A preacher in Alabama wants you to know that sex will kill your brain cells, make you homeless and was brought by God as a means of punishing people, so you really shouldn’t be enjoying it as much as you do. “Sex has never been ordained by God,” he says sitting behind two phallic lighthouses. “In fact, it was the first sin, Adam and Eve and the serpent. But like I say, sex is the problem.”

“And that’s why anything and everything associated with that vial act should be kept under lock and key. No, scratch that – it should be confiscated and destroyed. Like sex toys and magazines and condoms and especially Viagra. Because, sex is supposed to be a short-term deal. It’s supposed to serve the purpose of procreation, not pleasure. Therefore, anything that artificially prolongs sexual pleasure needs to be dealt with,” the preacher added.
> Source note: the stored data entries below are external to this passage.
//! Signal extraction
//!
//! Turns a lead and its conversation into a fixed `SignalVector`. Eight
//! independent category extractors each own a group of signals. A category
//! that fails is replaced by neutral values and logged; it never fails the
//! whole extraction. If every category fails, the documented
//! `SignalVector::fallback()` is returned instead.
//!
//! Extraction is deterministic: the caller supplies "now".

mod communication;
mod decision;
mod engagement;
mod financial;
mod lifestyle;
mod objections;
mod technical;
mod urgency;
pub mod util;

use chrono::{DateTime, Utc};
use lead_intel_config::ExtractionConfig;
use lead_intel_core::{
    lead_text, ConversationTurn, ExtractionError, LeadRecord, Outcome, SignalCategory, SignalName,
    SignalVector, Stage,
};
use std::cell::RefCell;

use crate::lexicon::{LexiconMatcher, PhraseSet};
use crate::BuildError;

pub(crate) type CategoryResult = Result<Vec<(SignalName, f64)>, ExtractionError>;

/// Per-request view shared by the category extractors
pub(crate) struct ExtractionContext<'a> {
    pub lead: &'a LeadRecord,
    pub conversation: &'a [ConversationTurn],
    pub now: DateTime<Utc>,
    /// Lowercased lead-authored text
    pub lead_text: String,
    /// Lowercased profile text followed by lead text
    pub combined_text: String,
    /// Generic lexicon scores over `combined_text`
    pub lexicon: SignalVector,
    anomalies: RefCell<Vec<String>>,
}

impl<'a> ExtractionContext<'a> {
    fn new(
        lead: &'a LeadRecord,
        conversation: &'a [ConversationTurn],
        now: DateTime<Utc>,
        lexicon: &LexiconMatcher,
    ) -> Self {
        let lead_text = lead_text(conversation);
        let combined_text = format!("{} {}", lead.profile_text(), lead_text);
        let lexicon = lexicon.score(&combined_text);
        Self {
            lead,
            conversation,
            now,
            lead_text,
            combined_text,
            lexicon,
            anomalies: RefCell::new(Vec::new()),
        }
    }

    /// Numeric extra, logging values that had to be coerced to 0
    pub fn extra(&self, key: &str) -> Option<f64> {
        let coerced = self.lead.extra(key)?;
        if coerced.anomaly {
            tracing::warn!(
                lead_id = %self.lead.id,
                key = %key,
                "Non-numeric extra attribute coerced to 0"
            );
            self.anomalies.borrow_mut().push(key.to_string());
        }
        Some(coerced.value)
    }

    pub fn lead_turns(&self) -> impl Iterator<Item = &ConversationTurn> {
        self.conversation.iter().filter(|t| t.is_lead())
    }

    fn take_anomalies(&self) -> Vec<String> {
        std::mem::take(&mut *self.anomalies.borrow_mut())
    }
}

/// Deterministic signal extractor
#[derive(Debug, Clone)]
pub struct SignalExtractor {
    config: ExtractionConfig,
    lexicon: LexiconMatcher,
    formal: PhraseSet,
    casual: PhraseSet,
    stages: Vec<(f64, PhraseSet)>,
    timeline_phrases: Vec<(f64, PhraseSet)>,
}

impl SignalExtractor {
    pub fn new(config: ExtractionConfig) -> Result<Self, BuildError> {
        let lexicon = LexiconMatcher::new(&config.lexicon)?;
        let formal = PhraseSet::new(&config.formal_phrases)?;
        let casual = PhraseSet::new(&config.casual_phrases)?;
        let stages = config
            .decision_stages
            .iter()
            .map(|s| Ok((s.value, PhraseSet::new(&s.phrases)?)))
            .collect::<Result<Vec<_>, BuildError>>()?;
        let timeline_phrases = config
            .timeline_phrases
            .iter()
            .map(|p| Ok((p.value, PhraseSet::new(&[p.phrase.as_str()])?)))
            .collect::<Result<Vec<_>, BuildError>>()?;

        Ok(Self {
            config,
            lexicon,
            formal,
            casual,
            stages,
            timeline_phrases,
        })
    }

    pub fn config(&self) -> &ExtractionConfig {
        &self.config
    }

    /// Full signal vector; never fails
    pub fn extract(
        &self,
        lead: &LeadRecord,
        conversation: &[ConversationTurn],
        now: DateTime<Utc>,
    ) -> SignalVector {
        self.extract_detailed(lead, conversation, now).into_value()
    }

    /// Structured fields only; conversation-derived signals take their
    /// no-data values
    pub fn extract_minimal(&self, lead: &LeadRecord, now: DateTime<Utc>) -> SignalVector {
        self.extract(lead, &[], now)
    }

    /// Signal vector plus whether any category had to be defaulted
    pub fn extract_detailed(
        &self,
        lead: &LeadRecord,
        conversation: &[ConversationTurn],
        now: DateTime<Utc>,
    ) -> Outcome<SignalVector> {
        let ctx = ExtractionContext::new(lead, conversation, now, &self.lexicon);
        let mut vector = SignalVector::neutral();
        let mut failed: Vec<SignalCategory> = Vec::new();

        for category in SignalCategory::ALL {
            match self.run_category(category, &ctx) {
                Ok(values) => {
                    for (name, value) in values {
                        debug_assert_eq!(name.category(), category);
                        vector.set(name, value);
                    }
                },
                Err(e) => {
                    tracing::warn!(
                        lead_id = %lead.id,
                        category = %category,
                        error = %e,
                        "Signal category failed, using neutral defaults"
                    );
                    for name in category.signals() {
                        vector.set(name, name.neutral());
                    }
                    failed.push(category);
                },
            }
        }

        let anomalies = ctx.take_anomalies();
        if !anomalies.is_empty() {
            tracing::debug!(
                lead_id = %lead.id,
                count = anomalies.len(),
                keys = ?anomalies,
                "Extraction completed with coerced extras"
            );
        }

        if failed.len() == SignalCategory::ALL.len() {
            tracing::error!(lead_id = %lead.id, "Every signal category failed, using fallback vector");
            return Outcome::degraded(
                SignalVector::fallback(),
                Stage::Extraction,
                "all signal categories failed",
            );
        }
        if failed.is_empty() {
            Outcome::Complete(vector)
        } else {
            let names: Vec<&str> = failed.iter().map(|c| c.as_str()).collect();
            Outcome::degraded(
                vector,
                Stage::Extraction,
                format!("categories defaulted: {}", names.join(", ")),
            )
        }
    }

    fn run_category(&self, category: SignalCategory, ctx: &ExtractionContext<'_>) -> CategoryResult {
        match category {
            SignalCategory::Engagement => engagement::extract(ctx, &self.config),
            SignalCategory::FinancialReadiness => financial::extract(ctx, &self.config),
            SignalCategory::Urgency => urgency::extract(ctx, &self.config, &self.timeline_phrases),
            SignalCategory::Objections => objections::extract(ctx),
            SignalCategory::CommunicationStyle => {
                communication::extract(ctx, &self.config, &self.formal, &self.casual)
            },
            SignalCategory::DecisionStage => decision::extract(ctx, &self.config, &self.stages),
            SignalCategory::Lifestyle => lifestyle::extract(ctx, &self.config),
            SignalCategory::TechnicalEngagement => technical::extract(ctx, &self.config),
        }
    }
}
//! Deterministic content fingerprints
//!
//! Fingerprints hash a canonical JSON rendering (object keys sorted at every
//! level), so two leads that differ only in map key order share a key.

use serde::Serialize;
use serde_json::Value;
use sha2::{Digest, Sha256};
use std::fmt::Write;

use crate::conversation::ConversationTurn;
use crate::lead::{LeadRecord, MAX_EXTRAS};

/// Render a JSON value with sorted object keys and no whitespace
pub fn canonical_json(value: &Value) -> String {
    let mut out = String::new();
    write_canonical(value, &mut out);
    out
}

fn write_canonical(value: &Value, out: &mut String) {
    match value {
        Value::Object(map) => {
            let mut keys: Vec<&String> = map.keys().collect();
            keys.sort();
            out.push('{');
            for (i, key) in keys.iter().enumerate() {
                if i > 0 {
                    out.push(',');
                }
                out.push_str(&Value::String((*key).clone()).to_string());
                out.push(':');
                if let Some(v) = map.get(*key) {
                    write_canonical(v, out);
                }
            }
            out.push('}');
        },
        Value::Array(items) => {
            out.push('[');
            for (i, item) in items.iter().enumerate() {
                if i > 0 {
                    out.push(',');
                }
                write_canonical(item, out);
            }
            out.push(']');
        },
        scalar => out.push_str(&scalar.to_string()),
    }
}

fn to_value<T: Serialize>(value: &T) -> Value {
    serde_json::to_value(value).unwrap_or(Value::Null)
}

fn hex(bytes: &[u8]) -> String {
    let mut s = String::with_capacity(bytes.len() * 2);
    for b in bytes {
        let _ = write!(s, "{:02x}", b);
    }
    s
}

/// SHA-256 of the canonical rendering of any serializable value
pub fn content_hash<T: Serialize>(value: &T) -> String {
    hex(&Sha256::digest(canonical_json(&to_value(value)).as_bytes()))
}

/// Lead attributes as JSON, without the listed top-level keys and with
/// extras bounded the same way every consumer bounds them
fn lead_attributes(lead: &LeadRecord, skip: &[&str]) -> Value {
    let mut value = to_value(lead);
    if let Value::Object(map) = &mut value {
        for key in skip {
            map.remove(*key);
        }
        let bounded: serde_json::Map<String, Value> = lead
            .extras()
            .take(MAX_EXTRAS)
            .map(|(k, v)| (k.clone(), v.clone()))
            .collect();
        map.insert("extras".to_string(), Value::Object(bounded));
    }
    value
}

/// Prefix shared by every result-cache key of one lead
///
/// The id is length-prefixed so that one id can never be a prefix of
/// another lead's keys.
pub fn lead_key_prefix(lead_id: &str) -> String {
    format!("{}:{}:", lead_id.len(), lead_id)
}

/// Result-cache fingerprint over lead id, lead attributes and conversation
pub fn request_fingerprint(lead: &LeadRecord, conversation: &[ConversationTurn]) -> String {
    let attrs = content_hash(&lead_attributes(lead, &["id"]));
    let convo = content_hash(&conversation);

    let mut hasher = Sha256::new();
    hasher.update(lead.id.as_bytes());
    hasher.update([0x1f]);
    hasher.update(attrs.as_bytes());
    hasher.update([0x1f]);
    hasher.update(convo.as_bytes());
    format!("{}{}", lead_key_prefix(&lead.id), hex(&hasher.finalize()))
}

/// Feature-cache key over extraction-relevant content only.
///
/// Identity fields (id, display name) are excluded so that identical
/// profiles share extracted features across leads.
pub fn feature_fingerprint(lead: &LeadRecord, conversation: &[ConversationTurn]) -> String {
    let attrs = lead_attributes(lead, &["id", "name"]);
    let mut hasher = Sha256::new();
    hasher.update(canonical_json(&attrs).as_bytes());
    hasher.update([0x1f]);
    hasher.update(canonical_json(&to_value(&conversation)).as_bytes());
    hex(&hasher.finalize())
}

#[cfg(test)]
mod tests {
    use super::*;
    use chrono::{TimeZone, Utc};
    use serde_json::json;

    fn ts() -> chrono::DateTime<Utc> {
        Utc.with_ymd_and_hms(2024, 3, 1, 12, 0, 0).unwrap()
    }

    #[test]
    fn test_canonical_json_sorts_keys() {
        let a = json!({"b": 1, "a": {"z": true, "y": [1, 2]}});
        let b = json!({"a": {"y": [1, 2], "z": true}, "b": 1});
        assert_eq!(canonical_json(&a), canonical_json(&b));
        assert_eq!(canonical_json(&a), r#"{"a":{"y":[1,2],"z":true},"b":1}"#);
    }

    #[test]
    fn test_fingerprint_stable_across_key_order() {
        let a = LeadRecord::new("lead-1")
            .with_extra("beta", 2)
            .with_extra("alpha", 1);
        let b = LeadRecord::new("lead-1")
            .with_extra("alpha", 1)
            .with_extra("beta", 2);
        assert_eq!(request_fingerprint(&a, &[]), request_fingerprint(&b, &[]));
    }

    #[test]
    fn test_fingerprint_differs_by_conversation() {
        let lead = LeadRecord::new("lead-1").with_budget(500_000.0);
        let c1 = vec![ConversationTurn::lead("hello", ts())];
        let c2 = vec![ConversationTurn::lead("hello there", ts())];
        assert_ne!(
            request_fingerprint(&lead, &c1),
            request_fingerprint(&lead, &c2)
        );
    }

    #[test]
    fn test_fingerprint_prefix() {
        let lead = LeadRecord::new("lead-1");
        let fp = request_fingerprint(&lead, &[]);
        assert!(fp.starts_with(&lead_key_prefix("lead-1")));
        assert!(!fp.starts_with(&lead_key_prefix("lead-")));
    }

    #[test]
    fn test_feature_fingerprint_ignores_identity() {
        let mut a = LeadRecord::new("a").with_budget(400_000.0);
        a.name = Some("Alex".to_string());
        let b = LeadRecord::new("b").with_budget(400_000.0);
        assert_eq!(feature_fingerprint(&a, &[]), feature_fingerprint(&b, &[]));

        let c = LeadRecord::new("c").with_budget(410_000.0);
        assert_ne!(feature_fingerprint(&a, &[]), feature_fingerprint(&c, &[]));
    }
}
He added, “And if you start looking at things from that point of view, procreation I mean, then there’s no need for it to last long. God didn’t intend sex to last more than a few minutes, so all those stories you’ve been hearing about making it to the Guinness Book of World Records on the basis of having sex the longest are just pointless. Now, having the most kids – that’s a record to be proud of. But other than that, you don’t need any others, especially not in the bedroom.”

“And that’s why we should outlaw Viagra and any other drugs, medicinal or otherwise, that interfere with basic human biology. It’s bad enough the damn thing was invented so that old people could get it up regardless of the fact that they weren’t supposed to in the first place, but these days more and more young people are also taking it in order to impress their girlfriends and wives. And while I too am a man and can sympathize, I also believe it is causing doing more harm than good. Their health is deteriorating every time they take a Viagra pill, not to mention that they’re committing a sin and will probably go to Hell for it,” the preacher argued.

“And if you need additional proof, just take a look at black people,” he added. “It’s a known fact that they’re generally more endowed than us white guys. But have you ever wondered why that is? Firstly, black women are generally larger than white women, which means black people have to go through more ‘layers for the players’ in order to reach deep enough to actually fertilize the egg. Makes perfect sense, right?”
“And there’s also a theory that God wanted to punish them by bestowing larger ‘equipment’ on them because every time they need to get ready for action, all the blood from their brain flows down into their junk, making them irrational and woozy. And by the way, that’s why teen pregnancies are through the roof these days. Black men just can’t think straight when they get in the mood, and Viagra sure as hell ain’t helping. So, we need to ban that stuff, like, yesterday,” the pastor concluded.